A lurking Richard realises the danger, and hurries up the nearest tree. As one does.

He speaks to Sharron and Craig, warning them of the danger that they're in.

They plan to convince Peterson that their blood group isn't really so unique after all. You know, I'd rather expect a doctor to know a thing or two about that.

However as it turns out he's surprisingly willing to listen, and agrees to give them a forty-eight hour stay of execution to see if some of the right blood turns up. It's hard to see properly, but I'm sure that Craig is reading The Secret Agent during this scene, which is rather a nice throwaway joke.

A drunk bloke, with a fondness for a spectacularly potent, colourless brew that he distils himself.

Richard introduces himself, and gets an invitation to join the next blood-in-exchange-for-alcohol party.

His blood is very welcome to Peterson, who has his heart quite set on that five hundred thousand.
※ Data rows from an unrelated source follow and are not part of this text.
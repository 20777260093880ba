//! Integration tests for the `studysched` CLI binary.
//!
//! These tests use `assert_cmd` and `predicates` to run every subcommand
//! against the busy-time fixture, including stdin input, file output, policy
//! files and error handling.

// `Command::cargo_bin` was deprecated in assert_cmd 2.1.2 in favor of
// `cargo::cargo_bin_cmd!`. Allow it until we migrate.
#![allow(deprecated)]

use assert_cmd::Command;
use predicates::prelude::*;
use serde_json::Value;

/// Helper: path to the busy.json fixture (merges to 09:00-11:00 and 14:00-15:00).
fn busy_json_path() -> &'static str {
    concat!(env!("CARGO_MANIFEST_DIR"), "/tests/fixtures/busy.json")
}

fn fixture(name: &str) -> String {
    format!("{}/tests/fixtures/{}", env!("CARGO_MANIFEST_DIR"), name)
}

fn studysched() -> Command {
    Command::cargo_bin("studysched").unwrap()
}

/// Helper: run with the busy fixture and parse stdout as JSON.
fn run_json(args: &[&str]) -> Value {
    let output = studysched()
        .args(["-i", busy_json_path()])
        .args(args)
        .output()
        .expect("studysched should run");
    assert!(
        output.status.success(),
        "studysched failed: {}",
        String::from_utf8_lossy(&output.stderr)
    );
    serde_json::from_slice(&output.stdout).expect("stdout must be JSON")
}

fn starts(value: &Value) -> Vec<&str> {
    value
        .as_array()
        .expect("expected a JSON array")
        .iter()
        .map(|v| v["start"].as_str().unwrap())
        .collect()
}

// ─────────────────────────────────────────────────────────────────────────────
// merge
// ─────────────────────────────────────────────────────────────────────────────

#[test]
fn merge_file_to_stdout() {
    let merged = run_json(&["merge"]);
    assert_eq!(
        merged,
        serde_json::json!([
            { "start": "2026-03-02T09:00:00Z", "end": "2026-03-02T11:00:00Z" },
            { "start": "2026-03-02T14:00:00Z", "end": "2026-03-02T15:00:00Z" }
        ])
    );
}

#[test]
fn merge_stdin_to_stdout() {
    let input = r#"[{"start":"2026-03-02T10:00:00Z","end":"2026-03-02T11:00:00Z"},
                    {"start":"2026-03-02T11:00:00Z","end":"2026-03-02T12:00:00Z"}]"#;

    studysched()
        .arg("merge")
        .write_stdin(input)
        .assert()
        .success()
        .stdout(predicate::str::contains("2026-03-02T10:00:00Z"))
        .stdout(predicate::str::contains("2026-03-02T12:00:00Z"))
        .stdout(predicate::str::contains("2026-03-02T11:00:00Z").not());
}

#[test]
fn blank_stdin_is_an_empty_calendar() {
    studysched()
        .arg("merge")
        .write_stdin("")
        .assert()
        .success()
        .stdout(predicate::str::contains("[]"));
}

#[test]
fn merge_drops_invalid_intervals() {
    let input = r#"[{"start":"2026-03-02T10:00:00Z","end":"2026-03-02T09:00:00Z"},
                    {"start":"2026-03-02T12:00:00Z","end":"2026-03-02T13:00:00Z"}]"#;

    let output = studysched().arg("merge").write_stdin(input).output().unwrap();
    assert!(output.status.success());
    let merged: Value = serde_json::from_slice(&output.stdout).unwrap();
    assert_eq!(merged.as_array().unwrap().len(), 1);
}

#[test]
fn merge_file_to_file() {
    let output_path = std::env::temp_dir().join("studysched-test-merge-output.json");
    let _ = std::fs::remove_file(&output_path);

    studysched()
        .args(["merge", "-i", busy_json_path(), "-o"])
        .arg(&output_path)
        .assert()
        .success();

    let content = std::fs::read_to_string(&output_path).expect("output file must exist");
    let merged: Value = serde_json::from_str(&content).unwrap();
    assert_eq!(merged.as_array().unwrap().len(), 2);

    let _ = std::fs::remove_file(&output_path);
}

// ─────────────────────────────────────────────────────────────────────────────
// conflicts / gaps
// ─────────────────────────────────────────────────────────────────────────────

#[test]
fn conflicts_reports_overlap() {
    let result = run_json(&[
        "conflicts",
        "--start",
        "2026-03-02T10:30:00Z",
        "--end",
        "2026-03-02T11:30:00Z",
    ]);
    assert_eq!(result["has_conflict"], true);
    assert_eq!(result["conflicting_intervals"][0]["start"], "2026-03-02T09:00:00Z");
}

#[test]
fn conflicts_adjacent_is_clear() {
    let result = run_json(&[
        "conflicts",
        "--start",
        "2026-03-02T11:00:00Z",
        "--end",
        "2026-03-02T12:00:00Z",
    ]);
    assert_eq!(result["has_conflict"], false);
}

#[test]
fn gaps_inside_window() {
    let gaps = run_json(&[
        "gaps",
        "--from",
        "2026-03-02T08:00:00Z",
        "--to",
        "2026-03-02T17:00:00Z",
    ]);
    assert_eq!(
        starts(&gaps),
        vec![
            "2026-03-02T08:00:00Z",
            "2026-03-02T11:00:00Z",
            "2026-03-02T15:00:00Z"
        ]
    );
    assert_eq!(gaps[0]["start_edge"], "window");
    assert_eq!(gaps[1]["start_edge"], "busy");
}

// ─────────────────────────────────────────────────────────────────────────────
// slots / next
// ─────────────────────────────────────────────────────────────────────────────

const MORNING: [&str; 4] = ["--from", "2026-03-02T08:00:00Z", "--to", "2026-03-02T12:00:00Z"];

#[test]
fn slots_with_default_policy() {
    let mut args = vec!["slots"];
    args.extend(MORNING);
    args.extend(["--duration", "30", "--break", "10"]);

    let slots = run_json(&args);

    assert_eq!(
        starts(&slots),
        vec!["2026-03-02T08:00:00Z", "2026-03-02T11:10:00Z"]
    );
    assert_eq!(slots[0]["duration_minutes"], 30);
}

#[test]
fn slots_with_policy_file() {
    let config = fixture("pad_all_edges.toml");
    let mut args = vec!["slots", "--config", config.as_str()];
    args.extend(MORNING);
    args.extend(["--duration", "30", "--break", "10"]);

    let slots = run_json(&args);

    assert_eq!(
        starts(&slots),
        vec!["2026-03-02T08:10:00Z", "2026-03-02T11:10:00Z"]
    );
}

#[test]
fn next_skips_busy_and_break() {
    let slot = run_json(&[
        "next",
        "--from",
        "2026-03-02T09:00:00Z",
        "--to",
        "2026-03-02T17:00:00Z",
        "--duration",
        "60",
        "--break",
        "15",
    ]);
    assert_eq!(slot["start"], "2026-03-02T11:15:00Z");
    assert_eq!(slot["end"], "2026-03-02T12:15:00Z");
}

#[test]
fn next_prints_null_when_nothing_fits() {
    let slot = run_json(&[
        "next",
        "--from",
        "2026-03-02T09:00:00Z",
        "--to",
        "2026-03-02T11:00:00Z",
        "--duration",
        "30",
    ]);
    assert!(slot.is_null());
}

// ─────────────────────────────────────────────────────────────────────────────
// alternatives / plan
// ─────────────────────────────────────────────────────────────────────────────

#[test]
fn alternatives_with_explicit_limits() {
    let alternatives = run_json(&[
        "alternatives",
        "--start",
        "2026-03-02T10:00:00Z",
        "--end",
        "2026-03-02T10:30:00Z",
        "--max",
        "2",
        "--horizon",
        "120",
    ]);
    assert_eq!(
        starts(&alternatives),
        vec!["2026-03-02T11:00:00Z", "2026-03-02T11:15:00Z"]
    );
}

#[test]
fn alternatives_limits_from_policy_file() {
    let config = fixture("pad_all_edges.toml");
    let alternatives = run_json(&[
        "alternatives",
        "--config",
        config.as_str(),
        "--start",
        "2026-03-02T10:00:00Z",
        "--end",
        "2026-03-02T10:30:00Z",
    ]);
    assert_eq!(alternatives.as_array().unwrap().len(), 2);
}

#[test]
fn plan_conflict_includes_alternatives() {
    let plan = run_json(&[
        "plan",
        "--start",
        "2026-03-02T10:00:00Z",
        "--end",
        "2026-03-02T10:30:00Z",
    ]);
    assert_eq!(plan["status"], "conflict");
    assert_eq!(plan["conflicts"]["has_conflict"], true);
    assert_eq!(plan["alternatives"].as_array().unwrap().len(), 3);
}

#[test]
fn plan_clear_request_is_available() {
    let plan = run_json(&[
        "plan",
        "--start",
        "2026-03-02T12:00:00Z",
        "--end",
        "2026-03-02T13:00:00Z",
    ]);
    assert_eq!(plan["status"], "available");
    assert_eq!(plan["slot"]["duration_minutes"], 60);
}

// ─────────────────────────────────────────────────────────────────────────────
// Errors
// ─────────────────────────────────────────────────────────────────────────────

#[test]
fn invalid_busy_json_fails() {
    studysched()
        .arg("merge")
        .write_stdin("this is not valid json {{{")
        .assert()
        .failure()
        .stderr(predicate::str::contains("Failed to parse busy intervals JSON"));
}

#[test]
fn zero_duration_query_fails() {
    let mut args = vec!["slots", "-i", busy_json_path()];
    args.extend(MORNING);
    args.extend(["--duration", "0"]);

    studysched()
        .args(args)
        .assert()
        .failure()
        .stderr(predicate::str::contains("Invalid query"));
}

#[test]
fn reversed_candidate_fails() {
    studysched()
        .args([
            "conflicts",
            "-i",
            busy_json_path(),
            "--start",
            "2026-03-02T11:00:00Z",
            "--end",
            "2026-03-02T10:00:00Z",
        ])
        .assert()
        .failure()
        .stderr(predicate::str::contains("Invalid interval"));
}

#[test]
fn unparseable_datetime_rejected_by_clap() {
    studysched()
        .args(["conflicts", "-i", busy_json_path(), "--start", "tomorrow", "--end", "later"])
        .assert()
        .failure()
        .stderr(predicate::str::contains("--start"));
}

#[test]
fn invalid_policy_file_fails() {
    let config = fixture("invalid_policy.toml");
    studysched()
        .args(["merge", "-i", busy_json_path(), "--config", config.as_str()])
        .assert()
        .failure()
        .stderr(predicate::str::contains("Invalid config file"));
}

#[test]
fn missing_input_file_fails() {
    studysched()
        .args(["merge", "-i", "/nonexistent/busy.json"])
        .assert()
        .failure()
        .stderr(predicate::str::contains("Failed to read file"));
}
And is also very welcome to Craig and Sharron, who were just about to get shot.

As it turns out, however, things are still not running smoothly. One of Peterson's Nazi patients is causing trouble, angry that the plastic surgery business is about to be shut down, with so many of their former colleagues still needing its help. He threatens Peterson, but Peterson has planned well. Taking off the other man's bandages, he reveals his own face underneath. It's the final detail in his escape plan. Since he can't perform surgery on himself, he plans to hide himself in the next best way - by putting somebody else in his place. His old friend's agitations have pushed his plans forward, though, and having killed his look-alike, he's forced to go on the run. Sadly (for him) he's overlooked one small fact. This is a Monty Berman production, and he's attempting to escape in a white Jaguar Mk II. His bid for freedom is doomed before it's begun.
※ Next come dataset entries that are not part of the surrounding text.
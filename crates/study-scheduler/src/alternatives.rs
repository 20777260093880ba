//! Suggest nearby slots for a request that conflicts with busy time.
//!
//! Probes outward from the requested start in fixed steps, trying both
//! directions at each distance (later first by default). Candidates keep the
//! requested duration; the first `max_results` clear ones are returned sorted
//! by start time.

use chrono::Duration;
use tracing::debug;

use crate::conflict::conflicting_slice;
use crate::interval::{BusyTimeSet, TimeInterval};
use crate::policy::SchedulingPolicy;
use crate::slots::AvailableSlot;

/// Propose up to `max_results` conflict-free slots of the same length as
/// `requested`, no further than `search_horizon_minutes` from its start.
///
/// Candidates are ranked by distance from the request, then by the policy's
/// tie-break direction. Finding fewer than `max_results` (or none) is not an
/// error.
pub fn suggest_alternatives(
    requested: &TimeInterval,
    busy: &BusyTimeSet,
    max_results: usize,
    search_horizon_minutes: i64,
    policy: &SchedulingPolicy,
) -> Vec<AvailableSlot> {
    let step = policy.probe_step_minutes;
    let mut found: Vec<AvailableSlot> = Vec::with_capacity(max_results);

    if max_results == 0 || step <= 0 {
        return found;
    }

    let length = requested.duration();
    let mut offset = step;

    'probe: while offset <= search_horizon_minutes {
        let mut in_range = false;
        for sign in policy.tie_break.directions() {
            let Some(candidate) = shifted(requested, length, sign * offset) else {
                continue;
            };
            in_range = true;

            if conflicting_slice(&candidate, busy).is_empty() {
                found.push(AvailableSlot::from(candidate));
                if found.len() == max_results {
                    break 'probe;
                }
            }
        }

        // Both directions ran off the date range; larger offsets will too.
        if !in_range {
            break;
        }
        match offset.checked_add(step) {
            Some(next) => offset = next,
            None => break,
        }
    }

    found.sort_by_key(|slot| slot.start);

    debug!(
        start = %requested.start(),
        end = %requested.end(),
        max_results,
        search_horizon_minutes,
        found = found.len(),
        "suggested alternative slots"
    );

    found
}

/// `requested` moved by `minutes`, keeping `length`, if it stays in the date range.
fn shifted(requested: &TimeInterval, length: Duration, minutes: i64) -> Option<TimeInterval> {
    let start = requested
        .start()
        .checked_add_signed(Duration::try_minutes(minutes)?)?;
    let end = start.checked_add_signed(length)?;
    TimeInterval::new(start, end).ok()
}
An angry Nazi makes one too many demands upon Doctor Peterson.

Who, just about to begin the surgery on Sharron, is not best pleased with the interruption. I'd imagine that Sharron will be quite pleased about it, though, when she wakes up.

Ah yes. Anxious to rescue Richard before his blood is all drained away, Craig goes looking for him, eventually finding that he's in the cellar. The rescue plan involves smashing the floor. Literally. He rather sweetly tells Richard to keep an eye on the cellar door, as though this is somehow going to prevent them from being discovered. Craig, you're tearing up floorboards, and beating the living hell out of the ceiling beneath, and you think that it's Richard who's going to be discovered?!

Having been reunited, they plan to find Sharron. Before they can reach her, however, there's a gunshot from the next room, and they burst through the door together.

In the next room, they find what they believe to be Doctor Peterson. How'd he switch clothes so fast?!

They also find Sharron, and are relieved to see that the operation has not yet begun.

Seconds later, they hear a car. Relax, boys. It's a white Jag.

Grabbing the minibus, they hurtle off in pursuit.

But, this being a Monty Berman production, the poor Jag's fate is already sealed. It can consider itself lucky, though. Generally speaking, white Jaguars face a far more unpleasant end than that when he's in charge. I'm half convinced that this one's demise is an in-joke.

The boys dash to check on the damage.

Back at base, they report in to Tremayne with a very handy book detailing Peterson's patients before and after surgery. All of the escaped criminals can now be tracked down.

In celebration, the gang offer Tremayne a gift - a bottle of moonshine brewed by Richard's new drunk friend.

Tremayne is rather intrigued. Careful there, Tremayne. Your beard glue is showing.